The sample, which was only a single grain, came from asteroid ‘Itokawa’ by the Japan Aerospace Exploration Agency’s (Jaxa) first Hayabusa mission in 2010.
It shows both water and organic matter that originate not from an alien world, but from the asteroid itself. Researchers from Royal Holloway, University of London, suggest that the asteroid had been evolving for billions of years by incorporating the liquid and organic material in the same way Earth does.
The asteroid has weathered extreme heat, dehydration, and shattering, but managed to re-form and rehydrate using material it picked up. The study also shows that S-type asteroids – which are the most common ones that come to Earth – can contain the raw components of life.
This could rewrite our knowledge of the history of life on Earth, which previously focused on carbon-rich C-type asteroids.

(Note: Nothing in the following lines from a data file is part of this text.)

//! The algorithms every registry can start out with, backed by the
//! [`crypto`](crate::crypto) module.

use std::sync::Arc;

use futures::future::{self, BoxFuture, FutureExt as _};

use super::{AlgorithmBinding, PrimitiveError, Signer, Verifier};
use crate::{
    base64_url,
    crypto::{ec, hmac, rsa},
    jwa::{EcDSA, Hmac, JsonWebSigningAlgorithm, RsassaPkcs1V1_5},
    Key,
};

type Signed = Result<String, PrimitiveError>;
type Checked = Result<bool, PrimitiveError>;

/// All built-in bindings, keyed by their `alg` identifier.
pub(super) fn bindings() -> Vec<AlgorithmBinding> {
    fn bind<A: Signer + Verifier + 'static>(
        alg: impl Into<JsonWebSigningAlgorithm>,
        algorithm: A,
    ) -> AlgorithmBinding {
        let algorithm = Arc::new(algorithm);
        AlgorithmBinding::new(alg.into().name(), algorithm.clone(), algorithm)
    }

    let mut bindings = Vec::with_capacity(10);

    for variant in [Hmac::Hs256, Hmac::Hs384, Hmac::Hs512] {
        bindings.push(bind(variant, HmacAlgorithm(variant)));
    }
    for variant in [
        RsassaPkcs1V1_5::Rs256,
        RsassaPkcs1V1_5::Rs384,
        RsassaPkcs1V1_5::Rs512,
    ] {
        bindings.push(bind(variant, RsaAlgorithm(variant)));
    }
    for variant in [EcDSA::Es256, EcDSA::Es384, EcDSA::Es512] {
        bindings.push(bind(variant, EcdsaAlgorithm(variant)));
    }

    let none = Arc::new(NoneAlgorithm);
    bindings.push(AlgorithmBinding::new(
        JsonWebSigningAlgorithm::None.name(),
        none.clone(),
        none,
    ));

    bindings
}

/// PEM keys must be text.
fn pem(key: &Key) -> Result<&str, PrimitiveError> {
    Ok(core::str::from_utf8(key.expose())?)
}

/// Decodes a signature segment, `None` meaning it can't possibly be valid.
fn signature_bytes(signature: &str) -> Option<Vec<u8>> {
    base64_url::decode_canonical(signature).ok()
}

struct HmacAlgorithm(Hmac);

impl HmacAlgorithm {
    fn sign_sync(&self, input: &str, key: &Key) -> Signed {
        let mut key = hmac::Key::new(self.0, key.expose())?;
        Ok(base64_url::encode(key.sign(input.as_bytes())?))
    }

    fn verify_sync(&self, input: &str, signature: &str, key: &Key) -> Checked {
        let Some(signature) = signature_bytes(signature) else {
            return Ok(false);
        };

        let mut key = hmac::Key::new(self.0, key.expose())?;
        Ok(key.verify(input.as_bytes(), &signature)?)
    }
}

struct RsaAlgorithm(RsassaPkcs1V1_5);

impl RsaAlgorithm {
    fn sign_sync(&self, input: &str, key: &Key) -> Signed {
        let mut key = rsa::PrivateKey::from_pem(pem(key)?)?;
        Ok(base64_url::encode(key.sign(self.0, input.as_bytes())?))
    }

    fn verify_sync(&self, input: &str, signature: &str, key: &Key) -> Checked {
        let mut key = rsa::PublicKey::from_pem(pem(key)?)?;
        let Some(signature) = signature_bytes(signature) else {
            return Ok(false);
        };

        Ok(key.verify(self.0, input.as_bytes(), &signature)?)
    }
}

struct EcdsaAlgorithm(EcDSA);

impl EcdsaAlgorithm {
    fn sign_sync(&self, input: &str, key: &Key) -> Signed {
        let mut key = ec::PrivateKey::from_pem(self.0, pem(key)?)?;
        Ok(base64_url::encode(key.sign(input.as_bytes())?))
    }

    fn verify_sync(&self, input: &str, signature: &str, key: &Key) -> Checked {
        let mut key = ec::PublicKey::from_pem(self.0, pem(key)?)?;
        let Some(signature) = signature_bytes(signature) else {
            return Ok(false);
        };

        Ok(key.verify(input.as_bytes(), &signature)?)
    }
}

/// The unsecured algorithm: an empty signature that always verifies.
struct NoneAlgorithm;

impl NoneAlgorithm {
    fn sign_sync(&self, _: &str, _: &Key) -> Signed {
        Ok(String::new())
    }

    fn verify_sync(&self, _: &str, _: &str, _: &Key) -> Checked {
        Ok(true)
    }
}

/// The built-in primitives finish synchronously, so their futures are
/// ready right away.
macro_rules! impl_ready_primitive {
    ($($T:ty),* $(,)?) => {$(
        impl Signer for $T {
            fn sign<'a>(&'a self, secured_input: &'a str, key: &'a Key) -> BoxFuture<'a, Signed> {
                future::ready(self.sign_sync(secured_input, key)).boxed()
            }
        }

        impl Verifier for $T {
            fn verify<'a>(
                &'a self,
                secured_input: &'a str,
                signature: &'a str,
                key: &'a Key,
            ) -> BoxFuture<'a, Checked> {
                future::ready(self.verify_sync(secured_input, signature, key)).boxed()
            }
        }
    )*};
}

impl_ready_primitive!(HmacAlgorithm, RsaAlgorithm, EcdsaAlgorithm, NoneAlgorithm);
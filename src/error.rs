//! The error type shared by every operation of the engine.

use core::fmt;

use thiserror::Error;

use crate::{header::Header, registry::PrimitiveError};

/// The result type used throughout this crate.
pub type Result<T, E = Error> = core::result::Result<T, E>;

/// The segment of a compact token that failed to parse.
#[derive(Debug, Clone, Copy, PartialEq, Eq, Hash)]
pub enum Segment {
    /// The first segment, carrying the JOSE header.
    Header,
    /// The second segment, carrying the payload.
    Payload,
}

impl fmt::Display for Segment {
    fn fmt(&self, f: &mut fmt::Formatter<'_>) -> fmt::Result {
        match self {
            Segment::Header => f.write_str("header"),
            Segment::Payload => f.write_str("payload"),
        }
    }
}

/// Everything that can go wrong while signing, verifying or decoding a
/// token.
///
/// Structural problems with untrusted input (a string that is not a token at
/// all) are usually reported as an absent result instead, see
/// [`Jws::decode`](crate::Jws::decode) and
/// [`Jws::verify`](crate::Jws::verify).
#[derive(Debug, Error)]
#[non_exhaustive]
pub enum Error {
    /// A string treated as a token carries no parseable header.
    #[error("no parseable header in token `{token}`")]
    MissingHeader {
        /// The offending token.
        token: String,
    },

    /// The header, or the verify call, lacks an algorithm identifier.
    #[error("missing algorithm")]
    MissingAlgorithm {
        /// The header that was inspected, if there was one.
        header: Option<Header>,
    },

    /// The identifier is not resolvable by the registry or the provider.
    #[error("\"{algorithm}\" is not a valid algorithm")]
    UnknownAlgorithm {
        /// The identifier that failed to resolve.
        algorithm: String,
    },

    /// The input does not have the three segment shape of a compact token.
    #[error("`{token}` is not a compact serialized token")]
    MalformedToken {
        /// The offending input.
        token: String,
    },

    /// The cryptographic primitive rejected its input.
    #[error("{algorithm} operation failed")]
    PrimitiveFailure {
        /// The algorithm whose primitive failed.
        algorithm: String,
        /// The error reported by the primitive.
        #[source]
        source: PrimitiveError,
    },

    /// A segment decoded from base64 but is not the JSON it must be.
    #[error("the {segment} segment is not valid JSON")]
    ParseFailure {
        /// Which segment failed.
        segment: Segment,
        /// The underlying JSON error.
        #[source]
        source: serde_json::Error,
    },

    /// The payload cannot be represented in the requested text encoding.
    #[error("payload is not valid {encoding}: {reason}")]
    InvalidEncoding {
        /// The requested encoding.
        encoding: crate::payload::Encoding,
        /// What was wrong with the payload.
        reason: String,
    },

    /// The name does not denote a supported text encoding.
    #[error("unknown encoding `{0}`")]
    UnknownEncoding(String),

    /// The header or payload could not be serialized to JSON.
    #[error("failed to serialize to JSON")]
    Serialize(#[source] serde_json::Error),

    /// A write hit a sink that was already closed.
    #[error("the sink is already closed")]
    SinkClosed,

    /// The pipeline was dropped before both of its sinks closed.
    #[error("the pipeline was abandoned before it completed")]
    PipelineAbandoned,
}

impl Error {
    pub(crate) fn primitive(
        algorithm: impl Into<String>,
        source: impl Into<PrimitiveError>,
    ) -> Self {
        Self::PrimitiveFailure {
            algorithm: algorithm.into(),
            source: source.into(),
        }
    }

    pub(crate) const fn parse(segment: Segment, source: serde_json::Error) -> Self {
        Self::ParseFailure { segment, source }
    }
}
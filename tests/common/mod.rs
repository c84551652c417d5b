//! Common test helpers.
#![allow(dead_code)]

use jws::Key;

pub type TestResult<T = ()> = Result<T, Box<dyn std::error::Error>>;

/// Reads a PEM file from the `tests/vectors/keys` directory.
pub fn read_key(name: &str) -> TestResult<Key> {
    let pem = std::fs::read_to_string(format!(
        "{}/tests/vectors/keys/{name}.pem",
        env!("CARGO_MANIFEST_DIR"),
    ))?;

    Ok(Key::from(pem))
}

/// Reads a file from the `tests/vectors` directory.
pub fn read_vector(name: &str) -> TestResult<String> {
    Ok(std::fs::read_to_string(format!(
        "{}/tests/vectors/{name}",
        env!("CARGO_MANIFEST_DIR"),
    ))?)
}

const ALPHABET: &[u8] = b"ABCDEFGHIJKLMNOPQRSTUVWXYZabcdefghijklmnopqrstuvwxyz0123456789-_";

/// Swaps a base64url symbol for its neighbour in the alphabet, which differs
/// only in the lowest bit.
fn neighbour(symbol: char) -> char {
    let index = ALPHABET
        .iter()
        .position(|c| char::from(*c) == symbol)
        .expect("signature is base64url");
    char::from(ALPHABET[index ^ 1])
}

/// Alterations of the signature segment that must all fail verification:
/// the first symbol replaced, the last symbol swapped for its neighbour and
/// an extra symbol appended.
pub fn tamper(token: &str) -> Vec<String> {
    let (input, signature) = token.rsplit_once('.').expect("token has a signature segment");
    let mut symbols: Vec<char> = signature.chars().collect();
    let first = symbols.first().copied().expect("signature is not empty");
    let last = symbols.last().copied().expect("signature is not empty");

    let mut variants = Vec::new();

    symbols[0] = if first == 'A' { 'B' } else { 'A' };
    variants.push(format!("{input}.{}", symbols.iter().collect::<String>()));
    symbols[0] = first;

    let end = symbols.len() - 1;
    symbols[end] = neighbour(last);
    variants.push(format!("{input}.{}", symbols.iter().collect::<String>()));

    variants.push(format!("{input}.{signature}A"));
    variants
}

“The Hayabusa mission was a robotic spacecraft developed by the Japan Aerospace Exploration Agency to return samples from a small near-Earth asteroid named Itokawa, for detailed analysis in laboratories on Earth”, Dr Queenie Chan from the Department of Earth Sciences at Royal Holloway, said in a statement.

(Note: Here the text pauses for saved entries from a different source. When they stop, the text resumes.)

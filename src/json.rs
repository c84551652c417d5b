//! JSON parsing entry points used when reading untrusted token segments.
//!
//! Three flavours exist: [`parse`] for probing (never fails, returns
//! `None`), [`parse_strict`] for when a value is required, and
//! [`parse_preserving_big_integers`] which keeps integers beyond the
//! `±(2^53 - 1)` range intact by turning them into strings before parsing.

use std::borrow::Cow;

use once_cell::sync::Lazy;
use regex::{Captures, Regex};
use serde_json::Value;

/// The largest integer that survives a round trip through an IEEE 754 double.
pub const MAX_SAFE_INTEGER: u64 = 9_007_199_254_740_991;

static BIG_INTEGER: Lazy<Regex> =
    Lazy::new(|| Regex::new(r":(\s*)(-?[0-9]{16,})").expect("valid regex pattern"));

/// Parses `text`, returning `None` if it is not valid JSON.
pub fn parse(text: &str) -> Option<Value> {
    serde_json::from_str(text).ok()
}

/// Parses `text` and reports why it is not valid JSON.
///
/// # Errors
///
/// Returns the underlying [`serde_json::Error`] if `text` is not valid JSON.
pub fn parse_strict(text: &str) -> Result<Value, serde_json::Error> {
    serde_json::from_str(text)
}

/// Parses `text`, turning object members whose integer literal lies outside
/// of the safe integer range into strings holding the exact digits.
///
/// Only literals of at least 16 digits directly following a `:` are
/// considered. If the rewritten text does not parse (the match was inside a
/// string, for example), the original text is parsed instead.
///
/// # Errors
///
/// Returns the error of parsing the original text if neither form is valid
/// JSON.
pub fn parse_preserving_big_integers(text: &str) -> Result<Value, serde_json::Error> {
    let rewritten = BIG_INTEGER.replace_all(text, |caps: &Captures<'_>| {
        let (space, number) = (&caps[1], &caps[2]);
        if exceeds_safe_range(number) {
            format!(":{space}\"{number}\"")
        } else {
            caps[0].to_owned()
        }
    });

    match rewritten {
        Cow::Borrowed(_) => serde_json::from_str(text),
        Cow::Owned(rewritten) => {
            serde_json::from_str(&rewritten).or_else(|_| serde_json::from_str(text))
        }
    }
}

fn exceeds_safe_range(literal: &str) -> bool {
    let digits = literal.trim_start_matches('-').trim_start_matches('0');

    // 2^53 - 1 has 16 digits
    if digits.len() > 16 {
        return true;
    }

    digits
        .parse::<u64>()
        .is_ok_and(|value| value > MAX_SAFE_INTEGER)
}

“After being studied in great detail by an international team of researchers, our analysis of a single grain, nicknamed ‘Amazon’, has preserved both primitive (unheated) and processed (heated) organic matter within ten microns (a thousandth of a centimetre) of distance.
“The organic matter that has been heated indicates that the asteroid had been heated to over 600 degrees celcius in the past. The presence of unheated organic matter very close to it, means that the in fall of primitive organics arrived on the surface of Itokawa after the asteroid had cooled down.”
The scientists’ research, entitled “Organic matter and water from asteroid Itokawa”, were published in the journal Scientific Reports.
“These findings are really exciting as they reveal complex details of an asteroid’s history and how its evolution pathway is so similar to that of the prebiotic Earth”, Dr Chen added.
It is hoped that the analysis of this sample will set the groundwork for more detailed analysis of other samples. Jaxa’s Hayabusa2 mission returned pieces of the asteroid Ryugu last year, bringing back a piece of the celestial rock that was only 38 centimeters in diameter.
In 2019, samples from the asteroid Bennu revealed that it was in fact older than scientists previously thought, providing a new look on how the evolution of Solar System developed.
Observations of Bennu also confirmed the presence of widespread and abundant hydrated materials, as well as the surprising presence of large boulders.